L’economista: «Il reddito di cittadinanza? Misura contro la crisi, non di sviluppo»

Massimo D’Angelillo analizza la novità sulla base dei dati locali

Foto Dangelillo Ott 2011

Massimo D’Angelillo

Presidente della società di consulenza Genesis, direttore della collana “Guide Business Plan”, il ravennate Massimo D’Angelillo è un economista che da trent’anni studia e analizza anche la realtà locale. A lui abbiamo chiesto un parere e una previsione sull’impatto effettivo che il Reddito di cittadinanza potrà avere proprio sul nostro territorio.

«Questo strumento interviene su diverse tipologie di beneficiari, già in parte coperti da altri strumenti – ci spiega l’economista –. Nella provincia di Ravenna, ci sono circa 167 mila occupati e 13 mila disoccupati. Dei primi, quella minoranza che lavora in imprese in crisi, è protetta dalla cassa integrazione; quelli invece che hanno perso il lavoro recentemente, sono già coperti dallo strumento della Naspi (indennità di disoccupazione introdotta dal Jobs act, ndr), ma quasi certamente la Naspi sarà cancellata e assorbita nel Reddito di cittadinanza. Io do per scontato poi che nel periodo di Rdc lo Stato versi all’Inps i contributi figurativi in favore del disoccupato, così come avviene oggi con la Naspi. La novità del Rdc sta nella possibilità di aiutare anche quelle persone che non figurano come disoccupate, cioè quelle persone che risultano inattive, ma solo in quanto scoraggiate a cercare un lavoro. I cosiddetti Neet (Not in education, employment or training, ndr)».

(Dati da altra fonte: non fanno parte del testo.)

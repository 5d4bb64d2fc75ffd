pub mod record;
pub mod schema;

pub use record::FeatureRecord;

Ma quanti sono questi Neet nel territorio? D’Angelillo ci dice che ci sono solo stime, basate su un’analisi a livello nazionale del Cnel: 26 percento di Neet fra i giovani tra i 15 e i 29 anni. «Accettando per valida questa stima, ma applicando a Ravenna una percentuale più bassa, ad esempio del 20 percento, si arriva a una platea potenziale di 10.259 giovani, considerando che in Provincia nel 2018 i giovani complessivi tra i 15 e i 29 anni sono 51.294». Dunque secondo l’economista saranno potenzialmente (o dovrebbero essere) questi giovani i veri beneficiari del Rdc, almeno nel nostro territorio.

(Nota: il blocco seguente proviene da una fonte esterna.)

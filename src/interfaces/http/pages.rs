//! HTML routes: landing page, prediction form, results replay, dashboard.

use super::{ApiError, AppState, render};
use crate::application::{dashboard, presentation};
use crate::domain::features::FeatureRecord;
use axum::extract::{Form, State};
use axum::http::{HeaderMap, header};
use axum::response::{Html, IntoResponse, Redirect, Response};
use serde_json::{Map, Value};
use std::collections::HashMap;
use tracing::warn;
use uuid::Uuid;

pub async fn index() -> Html<String> {
    Html(render::index_page())
}

pub async fn predict_form() -> Html<String> {
    Html(render::form_page())
}

/// POST /predict: coerce the form fields, run inference, render the results
/// page, and remember the prediction under the client's session.
pub async fn predict_submit(
    State(state): State<AppState>,
    headers: HeaderMap,
    Form(fields): Form<HashMap<String, String>>,
) -> Result<Response, ApiError> {
    let raw: Map<String, Value> = fields
        .into_iter()
        .map(|(name, value)| (name, Value::String(value)))
        .collect();
    let record = FeatureRecord::coerce(&raw);
    let result = state.engine.predict(&record).map_err(|e| {
        warn!("Inference failed for form submission: {e}");
        ApiError::from(e)
    })?;

    let view = presentation::present(&result);
    let page = Html(render::results_page(&view));

    match session_id(&headers) {
        Some(sid) => {
            state.sessions.store(sid, record, result);
            Ok(page.into_response())
        }
        None => {
            let sid = Uuid::new_v4();
            state.sessions.store(sid, record, result);
            let cookie = format!("sid={sid}; Path=/; HttpOnly");
            Ok(([(header::SET_COOKIE, cookie)], page).into_response())
        }
    }
}

/// GET /results: replay the session's last prediction. A missing session
/// or entry is a normal case and redirects to the input form.
pub async fn results(State(state): State<AppState>, headers: HeaderMap) -> Response {
    let entry = session_id(&headers).and_then(|sid| state.sessions.get(&sid));
    match entry {
        Some(entry) => {
            let view = presentation::present(&entry.result);
            Html(render::results_page(&view)).into_response()
        }
        None => Redirect::to("/predict").into_response(),
    }
}

pub async fn dashboard() -> Html<String> {
    Html(render::dashboard_page(
        &dashboard::sample_stats(),
        &dashboard::trend_spec(),
    ))
}

fn session_id(headers: &HeaderMap) -> Option<Uuid> {
    let cookies = headers.get(header::COOKIE)?.to_str().ok()?;
    cookies.split(';').find_map(|pair| {
        let (name, value) = pair.trim().split_once('=')?;
        if name == "sid" {
            Uuid::parse_str(value).ok()
        } else {
            None
        }
    })
}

«Per come è stato presentato, lo strumento andrebbe meglio definito come una “borsa lavoro” per l’inserimento lavorativo. Un periodo in cui il giovane dovrebbe seguire un percorso formativo e di orientamento alla ricerca di un impiego, con la tranquillità economica richiesta da un passaggio esistenziale così delicato, e che oggi ha soltanto chi può appoggiarsi su una famiglia benestante».

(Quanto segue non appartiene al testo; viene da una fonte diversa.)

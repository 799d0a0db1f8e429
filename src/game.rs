//! Headless game controller.
//!
//! Owns the deck and both hands, sequences a round through
//! Betting → Playing → DealerTurn → GameOver, calls the engine at each deal,
//! hit and stand, and pushes statistics to the registered observers.
//! Everything runs synchronously; pacing the dealer turn is up to the caller
//! through [`GameController::dealer_step`].

use std::fmt;

use log::{info, warn};

use crate::config::Config;
use crate::deck::{hand_value, is_blackjack, Card, Deck, HandValue};
use crate::error::EngineError;
use crate::events::{Observers, StatsEvent, StatsObserver};
use crate::probability::{bust_probability, WinEstimator, DEALER_STANDS_ON};
use crate::random::RandomSource;
use crate::stats::{RoundOutcome, SessionStatistics};
use crate::strategy::{dealer_upcard, optimal_action, Action};

/// Round phase.
#[derive(Debug, Clone, Copy, PartialEq, Eq)]
pub enum Phase {
    Betting,
    Playing,
    DealerTurn,
    GameOver,
}

impl fmt::Display for Phase {
    fn fmt(&self, f: &mut fmt::Formatter<'_>) -> fmt::Result {
        let name = match self {
            Phase::Betting => "betting",
            Phase::Playing => "playing",
            Phase::DealerTurn => "dealer turn",
            Phase::GameOver => "game over",
        };
        f.write_str(name)
    }
}

pub struct GameController<R: RandomSource = fastrand::Rng> {
    config: Config,
    rng: R,
    estimator: WinEstimator,
    deck: Deck,
    player: Vec<Card>,
    dealer: Vec<Card>,
    hole_hidden: bool,
    phase: Phase,
    coins: i64,
    stats: SessionStatistics,
    observers: Observers,
    last_outcome: Option<RoundOutcome>,
}

impl GameController<fastrand::Rng> {
    /// New session using the RNG described by the configuration.
    pub fn new(config: Config) -> Self {
        let rng = config.rng();
        Self::with_rng(config, rng)
    }
}

impl<R: RandomSource> GameController<R> {
    /// New session in the betting phase with a freshly shuffled deck.
    pub fn with_rng(config: Config, mut rng: R) -> Self {
        let deck = Deck::new_and_shuffled(&mut rng);
        GameController {
            estimator: WinEstimator::new(config.simulations),
            coins: config.starting_coins,
            config,
            rng,
            deck,
            player: Vec::new(),
            dealer: Vec::new(),
            hole_hidden: false,
            phase: Phase::Betting,
            stats: SessionStatistics::new(),
            observers: Observers::new(),
            last_outcome: None,
        }
    }

    pub fn register_observer(&mut self, observer: Box<dyn StatsObserver>) {
        self.observers.register(observer);
    }

    /// Starts a new round with a freshly shuffled deck.
    pub fn start_round(&mut self) -> Result<(), EngineError> {
        let deck = Deck::new_and_shuffled(&mut self.rng);
        self.start_round_with_deck(deck)
    }

    /// Starts a new round dealing from `deck` as given.
    pub fn start_round_with_deck(&mut self, deck: Deck) -> Result<(), EngineError> {
        if !matches!(self.phase, Phase::Betting | Phase::GameOver) {
            return Err(EngineError::InvalidPhase {
                expected: Phase::GameOver,
                actual: self.phase,
            });
        }

        self.deck = deck;
        self.player.clear();
        self.dealer.clear();
        self.hole_hidden = false;
        self.last_outcome = None;
        self.stats.reset_per_hand();
        self.phase = Phase::Betting;
        Ok(())
    }

    /// Deals the opening cards: player, dealer hole card, player, dealer upcard.
    ///
    /// Returns the outcome when a natural ends the round on the spot.
    pub fn deal(&mut self) -> Result<Option<RoundOutcome>, EngineError> {
        self.expect_phase(Phase::Betting)?;
        if self.deck.len() < 4 {
            return Err(EngineError::DeckExhausted);
        }

        for _ in 0..2 {
            let card = self.deck.deal().ok_or(EngineError::DeckExhausted)?;
            self.player.push(card);
            let card = self.deck.deal().ok_or(EngineError::DeckExhausted)?;
            self.dealer.push(card);
        }
        self.hole_hidden = true;
        self.phase = Phase::Playing;

        self.refresh_odds()?;

        if is_blackjack(&self.player) {
            let outcome = if is_blackjack(&self.dealer) {
                RoundOutcome::Push
            } else {
                RoundOutcome::Win
            };
            self.finish_round(outcome);
            return Ok(Some(outcome));
        }

        Ok(None)
    }

    /// Player draws a card. Returns the outcome if the hand busts.
    ///
    /// An empty deck rejects the hit with [`EngineError::DeckExhausted`]
    /// before anything is recorded; the player can still stand.
    pub fn hit(&mut self) -> Result<Option<RoundOutcome>, EngineError> {
        self.expect_phase(Phase::Playing)?;
        if self.deck.is_empty() {
            warn!("Deck exhausted, hit rejected");
            return Err(EngineError::DeckExhausted);
        }

        let upcard = dealer_upcard(&self.dealer)?;
        let bust = bust_probability(&self.player, self.deck.cards());
        let win = self.stats.win_chance();
        self.stats
            .record_action(Action::Hit, &self.player, upcard, bust, win)?;

        let card = self.deck.deal().ok_or(EngineError::DeckExhausted)?;
        self.player.push(card);

        self.refresh_odds()?;
        self.observers.publish(StatsEvent::risk_history(&self.stats));
        self.observers.publish(StatsEvent::perfect_play(&self.stats));

        if self.player_value().total > 21 {
            self.finish_round(RoundOutcome::Loss);
            return Ok(Some(RoundOutcome::Loss));
        }

        Ok(None)
    }

    /// Player stands; the win estimate at this point is kept for luck.
    pub fn stand(&mut self) -> Result<(), EngineError> {
        self.expect_phase(Phase::Playing)?;

        let upcard = dealer_upcard(&self.dealer)?;
        let bust = bust_probability(&self.player, self.deck.cards());
        let win = self.estimate_win();
        self.stats
            .record_action(Action::Stand, &self.player, upcard, bust, win)?;
        self.stats.set_win_chance(win)?;

        self.phase = Phase::DealerTurn;
        self.hole_hidden = false;

        self.observers.publish(StatsEvent::win_chance(&self.stats));
        self.observers.publish(StatsEvent::win_chance_history(&self.stats));
        self.observers.publish(StatsEvent::risk_history(&self.stats));
        self.observers.publish(StatsEvent::perfect_play(&self.stats));
        Ok(())
    }

    /// One dealer-turn tick: draw below 17, otherwise settle the round.
    ///
    /// An exhausted deck settles the round on the current totals.
    pub fn dealer_step(&mut self) -> Result<Option<RoundOutcome>, EngineError> {
        self.expect_phase(Phase::DealerTurn)?;

        if hand_value(&self.dealer).total < DEALER_STANDS_ON {
            match self.deck.deal() {
                Some(card) => {
                    self.dealer.push(card);
                    return Ok(None);
                }
                None => warn!("Deck exhausted during dealer turn"),
            }
        }

        let outcome = self.determine_winner();
        self.finish_round(outcome);
        Ok(Some(outcome))
    }

    /// Runs the dealer turn to completion.
    pub fn play_dealer(&mut self) -> Result<RoundOutcome, EngineError> {
        loop {
            if let Some(outcome) = self.dealer_step()? {
                return Ok(outcome);
            }
        }
    }

    /// Basic strategy advice for the current hand.
    pub fn advice(&self) -> Result<Action, EngineError> {
        self.expect_phase(Phase::Playing)?;
        Ok(optimal_action(&self.player, dealer_upcard(&self.dealer)?))
    }

    /// Bust probability for the current hand against the remaining deck.
    pub fn bust_probability(&self) -> f64 {
        bust_probability(&self.player, self.deck.cards())
    }

    pub fn phase(&self) -> Phase {
        self.phase
    }

    pub fn player_hand(&self) -> &[Card] {
        &self.player
    }

    pub fn dealer_hand(&self) -> &[Card] {
        &self.dealer
    }

    pub fn deck(&self) -> &Deck {
        &self.deck
    }

    pub fn player_value(&self) -> HandValue {
        hand_value(&self.player)
    }

    pub fn hole_hidden(&self) -> bool {
        self.hole_hidden
    }

    /// Dealer total as the player sees it, hole card excluded while hidden.
    pub fn dealer_visible_value(&self) -> HandValue {
        if self.hole_hidden {
            hand_value(self.dealer.get(1..).unwrap_or_default())
        } else {
            hand_value(&self.dealer)
        }
    }

    pub fn coins(&self) -> i64 {
        self.coins
    }

    pub fn stats(&self) -> &SessionStatistics {
        &self.stats
    }

    pub fn last_outcome(&self) -> Option<RoundOutcome> {
        self.last_outcome
    }

    pub fn config(&self) -> &Config {
        &self.config
    }

    fn expect_phase(&self, expected: Phase) -> Result<(), EngineError> {
        if self.phase == expected {
            Ok(())
        } else {
            Err(EngineError::InvalidPhase {
                expected,
                actual: self.phase,
            })
        }
    }

    fn estimate_win(&mut self) -> f64 {
        self.estimator
            .estimate(&self.player, &self.dealer, self.deck.cards(), &mut self.rng)
    }

    /// Recomputes the live odds and publishes them.
    fn refresh_odds(&mut self) -> Result<(), EngineError> {
        let win = self.estimate_win();
        self.stats.set_win_chance(win)?;
        let bust = self.bust_probability();

        self.observers.publish(StatsEvent::WinChance { win_chance: win });
        self.observers
            .publish(StatsEvent::BustProbability { bust_probability: bust });
        Ok(())
    }

    fn determine_winner(&self) -> RoundOutcome {
        let player = hand_value(&self.player).total;
        let dealer = hand_value(&self.dealer).total;

        if player > 21 {
            RoundOutcome::Loss
        } else if dealer > 21 || player > dealer {
            RoundOutcome::Win
        } else if player < dealer {
            RoundOutcome::Loss
        } else {
            RoundOutcome::Push
        }
    }

    fn finish_round(&mut self, outcome: RoundOutcome) {
        self.phase = Phase::GameOver;
        self.hole_hidden = false;
        self.last_outcome = Some(outcome);

        match outcome {
            RoundOutcome::Win => self.coins += self.config.bet,
            RoundOutcome::Loss => self.coins -= self.config.bet,
            RoundOutcome::Push => {}
        }

        let luck = self.stats.record_round_outcome(outcome);

        info!(
            "Round {:?}: player {} dealer {} coins {}{}",
            outcome,
            hand_value(&self.player).total,
            hand_value(&self.dealer).total,
            self.coins,
            luck.map(|l| format!(" luck {l:+.2}")).unwrap_or_default()
        );

        self.observers.publish(StatsEvent::luck(&self.stats));
        self.observers
            .publish(StatsEvent::win_loss_history(&self.stats));
    }
}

Tra le critiche ricorrenti degli oppositori c’è chi parla di un colossale spreco di risorse pubbliche, per favorire un mero assistenzialismo accompagnato a lavoro nero. «Il rischio esiste, anche se va detto che il lavoro nero coinvolge anche una parte di cassintegrati, dipendenti, pensionati, disoccupati con il Naspi. Dipende ovviamente da come le cose verranno fatte: da come i Centri per l’Impiego verranno rafforzati, da come verrà fatta la formazione, da come verranno seguiti i beneficiari, da come verranno fatti i controlli. E da come ovviamente si creeranno opportunità di lavoro grazie a una crescita dell’economia». Ma, appunto, dicono i detrattori, tutto questo non porterà a una reale crescita dell’economia e soprattutto non andrà a modificare l’offerta di lavoro. «Diciamo che il Rdc è senz’altro una misura di contenimento degli effetti della crisi, non di sviluppo. Gli effetti sui consumi dei giovani disoccupati saranno abbastanza ridotti, così come fu per gli 80 euro di Renzi. Il solo fatto di percepire il Rdc non costituirà una base solida, ad esempio, per una giovane coppia per fare un mutuo prima casa. L’economia non ripartirà certo così, anche se una parte della società potrà passarsela meglio. Per lo sviluppo serve altro. E su questo mi sembra che si stia facendo poco».